▶ **Requirement**
Could you repeat the records below exactly as written?

========================================

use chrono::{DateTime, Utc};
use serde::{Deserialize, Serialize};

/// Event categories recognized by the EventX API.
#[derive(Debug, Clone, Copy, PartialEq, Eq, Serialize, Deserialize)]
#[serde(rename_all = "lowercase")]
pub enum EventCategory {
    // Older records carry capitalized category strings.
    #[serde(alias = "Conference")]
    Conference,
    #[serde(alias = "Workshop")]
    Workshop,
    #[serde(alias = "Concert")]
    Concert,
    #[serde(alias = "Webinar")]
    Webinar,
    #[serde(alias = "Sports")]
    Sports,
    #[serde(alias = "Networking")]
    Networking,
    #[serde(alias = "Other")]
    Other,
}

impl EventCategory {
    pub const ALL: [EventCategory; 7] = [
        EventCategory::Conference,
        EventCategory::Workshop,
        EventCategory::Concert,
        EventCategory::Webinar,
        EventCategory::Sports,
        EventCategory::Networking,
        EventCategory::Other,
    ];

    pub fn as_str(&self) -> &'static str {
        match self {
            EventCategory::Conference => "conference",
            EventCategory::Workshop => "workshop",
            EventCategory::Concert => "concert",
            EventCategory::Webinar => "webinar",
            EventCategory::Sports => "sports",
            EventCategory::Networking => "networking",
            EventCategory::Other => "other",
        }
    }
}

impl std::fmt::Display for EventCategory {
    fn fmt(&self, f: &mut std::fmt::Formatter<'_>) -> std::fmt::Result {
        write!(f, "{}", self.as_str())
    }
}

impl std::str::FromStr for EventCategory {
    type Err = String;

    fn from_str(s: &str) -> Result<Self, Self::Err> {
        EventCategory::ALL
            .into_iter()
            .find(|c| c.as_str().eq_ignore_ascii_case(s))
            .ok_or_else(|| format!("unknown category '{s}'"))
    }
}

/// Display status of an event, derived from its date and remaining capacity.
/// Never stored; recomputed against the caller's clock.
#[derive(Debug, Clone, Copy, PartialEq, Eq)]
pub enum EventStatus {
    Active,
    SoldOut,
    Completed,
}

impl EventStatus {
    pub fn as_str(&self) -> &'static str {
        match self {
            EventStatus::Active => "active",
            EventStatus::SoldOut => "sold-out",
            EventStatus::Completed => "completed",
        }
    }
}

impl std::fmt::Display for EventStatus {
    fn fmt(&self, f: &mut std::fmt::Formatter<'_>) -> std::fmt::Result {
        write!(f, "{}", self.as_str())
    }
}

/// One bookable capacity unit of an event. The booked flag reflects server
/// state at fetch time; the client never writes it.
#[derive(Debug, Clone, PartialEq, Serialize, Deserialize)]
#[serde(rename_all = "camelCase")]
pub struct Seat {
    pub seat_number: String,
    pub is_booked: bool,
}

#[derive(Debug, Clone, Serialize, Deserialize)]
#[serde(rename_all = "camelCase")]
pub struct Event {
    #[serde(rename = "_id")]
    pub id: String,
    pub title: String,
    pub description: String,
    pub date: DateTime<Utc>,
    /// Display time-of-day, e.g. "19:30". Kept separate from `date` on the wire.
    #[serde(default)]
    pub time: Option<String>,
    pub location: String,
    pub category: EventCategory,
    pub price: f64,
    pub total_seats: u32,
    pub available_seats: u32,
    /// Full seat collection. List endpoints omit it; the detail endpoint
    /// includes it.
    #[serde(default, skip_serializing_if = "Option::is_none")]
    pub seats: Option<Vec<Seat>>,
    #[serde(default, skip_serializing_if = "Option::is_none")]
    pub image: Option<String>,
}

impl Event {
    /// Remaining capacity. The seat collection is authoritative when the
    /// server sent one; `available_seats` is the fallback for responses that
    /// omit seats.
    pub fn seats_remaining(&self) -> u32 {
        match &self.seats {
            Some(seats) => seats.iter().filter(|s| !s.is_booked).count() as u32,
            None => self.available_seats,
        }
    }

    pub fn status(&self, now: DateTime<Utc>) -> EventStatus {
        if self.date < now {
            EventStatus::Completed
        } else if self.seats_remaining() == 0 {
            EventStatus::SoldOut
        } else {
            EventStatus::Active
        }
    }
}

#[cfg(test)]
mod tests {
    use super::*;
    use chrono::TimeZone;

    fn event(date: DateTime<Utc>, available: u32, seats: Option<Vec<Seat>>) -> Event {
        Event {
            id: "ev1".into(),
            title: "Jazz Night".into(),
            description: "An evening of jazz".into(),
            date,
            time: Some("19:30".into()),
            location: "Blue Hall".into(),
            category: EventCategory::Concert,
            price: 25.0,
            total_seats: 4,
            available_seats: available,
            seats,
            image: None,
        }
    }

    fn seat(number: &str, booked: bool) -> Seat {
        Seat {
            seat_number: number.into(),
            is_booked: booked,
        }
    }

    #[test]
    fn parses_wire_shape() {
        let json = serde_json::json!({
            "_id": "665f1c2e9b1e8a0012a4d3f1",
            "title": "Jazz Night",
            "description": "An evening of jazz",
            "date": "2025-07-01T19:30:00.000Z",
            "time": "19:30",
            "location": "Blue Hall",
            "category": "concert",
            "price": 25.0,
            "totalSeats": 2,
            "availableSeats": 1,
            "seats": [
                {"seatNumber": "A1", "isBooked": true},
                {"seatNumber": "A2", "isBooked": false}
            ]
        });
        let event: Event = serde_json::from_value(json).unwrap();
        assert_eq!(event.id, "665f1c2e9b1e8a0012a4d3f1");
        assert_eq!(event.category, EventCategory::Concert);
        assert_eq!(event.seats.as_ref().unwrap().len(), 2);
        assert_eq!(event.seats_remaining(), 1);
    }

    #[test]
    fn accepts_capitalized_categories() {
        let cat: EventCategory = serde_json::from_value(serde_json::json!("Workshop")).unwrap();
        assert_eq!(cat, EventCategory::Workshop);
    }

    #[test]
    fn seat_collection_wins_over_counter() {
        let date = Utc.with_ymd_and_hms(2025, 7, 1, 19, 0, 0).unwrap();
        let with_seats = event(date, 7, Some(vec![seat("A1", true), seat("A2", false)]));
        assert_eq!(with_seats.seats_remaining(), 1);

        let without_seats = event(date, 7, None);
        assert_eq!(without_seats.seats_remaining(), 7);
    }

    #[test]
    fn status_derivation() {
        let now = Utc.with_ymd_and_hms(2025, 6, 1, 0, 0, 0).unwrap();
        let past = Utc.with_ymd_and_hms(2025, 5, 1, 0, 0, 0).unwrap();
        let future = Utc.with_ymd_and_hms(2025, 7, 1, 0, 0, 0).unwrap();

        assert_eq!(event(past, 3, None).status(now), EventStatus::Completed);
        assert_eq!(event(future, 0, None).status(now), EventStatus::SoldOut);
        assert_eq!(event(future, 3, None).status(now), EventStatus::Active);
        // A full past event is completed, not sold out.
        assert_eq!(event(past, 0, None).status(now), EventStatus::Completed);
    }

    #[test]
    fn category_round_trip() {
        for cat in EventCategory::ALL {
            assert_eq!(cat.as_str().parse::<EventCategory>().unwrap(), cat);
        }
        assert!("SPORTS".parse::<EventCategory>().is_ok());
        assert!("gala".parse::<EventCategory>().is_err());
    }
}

========================================

▶ **Output below**
use chrono::{DateTime, Utc};
use serde::{Deserialize, Serialize};

/// Event categories recognized by the EventX API.
#[derive(Debug, Clone, Copy, PartialEq, Eq, Serialize, Deserialize)]
#[serde(rename_all = "lowercase")]
pub enum EventCategory {
    // Older records carry capitalized category strings.
    #[serde(alias = "Conference")]
    Conference,
    #[serde(alias = "Workshop")]
    Workshop,
    #[serde(alias = "Concert")]
    Concert,
    #[serde(alias = "Webinar")]
    Webinar,
    #[serde(alias = "Sports")]
    Sports,
    #[serde(alias = "Networking")]
    Networking,
    #[serde(alias = "Other")]
    Other,
}

impl EventCategory {
    pub const ALL: [EventCategory; 7] = [
        EventCategory::Conference,
        EventCategory::Workshop,
        EventCategory::Concert,
        EventCategory::Webinar,
        EventCategory::Sports,
        EventCategory::Networking,
        EventCategory::Other,
    ];

    pub fn as_str(&self) -> &'static str {
        match self {
            EventCategory::Conference => "conference",
            EventCategory::Workshop => "workshop",
            EventCategory::Concert => "concert",
            EventCategory::Webinar => "webinar",
            EventCategory::Sports => "sports",
            EventCategory::Networking => "networking",
            EventCategory::Other => "other",
        }
    }
}

impl std::fmt::Display for EventCategory {
    fn fmt(&self, f: &mut std::fmt::Formatter<'_>) -> std::fmt::Result {
        write!(f, "{}", self.as_str())
    }
}

impl std::str::FromStr for EventCategory {
    type Err = String;

    fn from_str(s: &str) -> Result<Self, Self::Err> {
        EventCategory::ALL
            .into_iter()
            .find(|c| c.as_str().eq_ignore_ascii_case(s))
            .ok_or_else(|| format!("unknown category '{s}'"))
    }
}

/// Display status of an event, derived from its date and remaining capacity.
/// Never stored; recomputed against the caller's clock.
#[derive(Debug, Clone, Copy, PartialEq, Eq)]
pub enum EventStatus {
    Active,
    SoldOut,
    Completed,
}

impl EventStatus {
    pub fn as_str(&self) -> &'static str {
        match self {
            EventStatus::Active => "active",
            EventStatus::SoldOut => "sold-out",
            EventStatus::Completed => "completed",
        }
    }
}

impl std::fmt::Display for EventStatus {
    fn fmt(&self, f: &mut std::fmt::Formatter<'_>) -> std::fmt::Result {
        write!(f, "{}", self.as_str())
    }
}

/// One bookable capacity unit of an event. The booked flag reflects server
/// state at fetch time; the client never writes it.
#[derive(Debug, Clone, PartialEq, Serialize, Deserialize)]
#[serde(rename_all = "camelCase")]
pub struct Seat {
    pub seat_number: String,
    pub is_booked: bool,
}

#[derive(Debug, Clone, Serialize, Deserialize)]
#[serde(rename_all = "camelCase")]
pub struct Event {
    #[serde(rename = "_id")]
    pub id: String,
    pub title: String,
    pub description: String,
    pub date: DateTime<Utc>,
    /// Display time-of-day, e.g. "19:30". Kept separate from `date` on the wire.
    #[serde(default)]
    pub time: Option<String>,
    pub location: String,
    pub category: EventCategory,
    pub price: f64,
    pub total_seats: u32,
    pub available_seats: u32,
    /// Full seat collection. List endpoints omit it; the detail endpoint
    /// includes it.
    #[serde(default, skip_serializing_if = "Option::is_none")]
    pub seats: Option<Vec<Seat>>,
    #[serde(default, skip_serializing_if = "Option::is_none")]
    pub image: Option<String>,
}

impl Event {
    /// Remaining capacity. The seat collection is authoritative when the
    /// server sent one; `available_seats` is the fallback for responses that
    /// omit seats.
    pub fn seats_remaining(&self) -> u32 {
        match &self.seats {
            Some(seats) => seats.iter().filter(|s| !s.is_booked).count() as u32,
            None => self.available_seats,
        }
    }

    pub fn status(&self, now: DateTime<Utc>) -> EventStatus {
        if self.date < now {
            EventStatus::Completed
        } else if self.seats_remaining() == 0 {
            EventStatus::SoldOut
        } else {
            EventStatus::Active
        }
    }
}

#[cfg(test)]
mod tests {
    use super::*;
    use chrono::TimeZone;

    fn event(date: DateTime<Utc>, available: u32, seats: Option<Vec<Seat>>) -> Event {
        Event {
            id: "ev1".into(),
            title: "Jazz Night".into(),
            description: "An evening of jazz".into(),
            date,
            time: Some("19:30".into()),
            location: "Blue Hall".into(),
            category: EventCategory::Concert,
            price: 25.0,
            total_seats: 4,
            available_seats: available,
            seats,
            image: None,
        }
    }

    fn seat(number: &str, booked: bool) -> Seat {
        Seat {
            seat_number: number.into(),
            is_booked: booked,
        }
    }

    #[test]
    fn parses_wire_shape() {
        let json = serde_json::json!({
            "_id": "665f1c2e9b1e8a0012a4d3f1",
            "title": "Jazz Night",
            "description": "An evening of jazz",
            "date": "2025-07-01T19:30:00.000Z",
            "time": "19:30",
            "location": "Blue Hall",
            "category": "concert",
            "price": 25.0,
            "totalSeats": 2,
            "availableSeats": 1,
            "seats": [
                {"seatNumber": "A1", "isBooked": true},
                {"seatNumber": "A2", "isBooked": false}
            ]
        });
        let event: Event = serde_json::from_value(json).unwrap();
        assert_eq!(event.id, "665f1c2e9b1e8a0012a4d3f1");
        assert_eq!(event.category, EventCategory::Concert);
        assert_eq!(event.seats.as_ref().unwrap().len(), 2);
        assert_eq!(event.seats_remaining(), 1);
    }

    #[test]
    fn accepts_capitalized_categories() {
        let cat: EventCategory = serde_json::from_value(serde_json::json!("Workshop")).unwrap();
        assert_eq!(cat, EventCategory::Workshop);
    }

    #[test]
    fn seat_collection_wins_over_counter() {
        let date = Utc.with_ymd_and_hms(2025, 7, 1, 19, 0, 0).unwrap();
        let with_seats = event(date, 7, Some(vec![seat("A1", true), seat("A2", false)]));
        assert_eq!(with_seats.seats_remaining(), 1);

        let without_seats = event(date, 7, None);
        assert_eq!(without_seats.seats_remaining(), 7);
    }

    #[test]
    fn status_derivation() {
        let now = Utc.with_ymd_and_hms(2025, 6, 1, 0, 0, 0).unwrap();
        let past = Utc.with_ymd_and_hms(2025, 5, 1, 0, 0, 0).unwrap();
        let future = Utc.with_ymd_and_hms(2025, 7, 1, 0, 0, 0).unwrap();

        assert_eq!(event(past, 3, None).status(now), EventStatus::Completed);
        assert_eq!(event(future, 0, None).status(now), EventStatus::SoldOut);
        assert_eq!(event(future, 3, None).status(now), EventStatus::Active);
        // A full past event is completed, not sold out.
        assert_eq!(event(past, 0, None).status(now), EventStatus::Completed);
    }

    #[test]
    fn category_round_trip() {
        for cat in EventCategory::ALL {
            assert_eq!(cat.as_str().parse::<EventCategory>().unwrap(), cat);
        }
        assert!("SPORTS".parse::<EventCategory>().is_ok());
        assert!("gala".parse::<EventCategory>().is_err());
    }
}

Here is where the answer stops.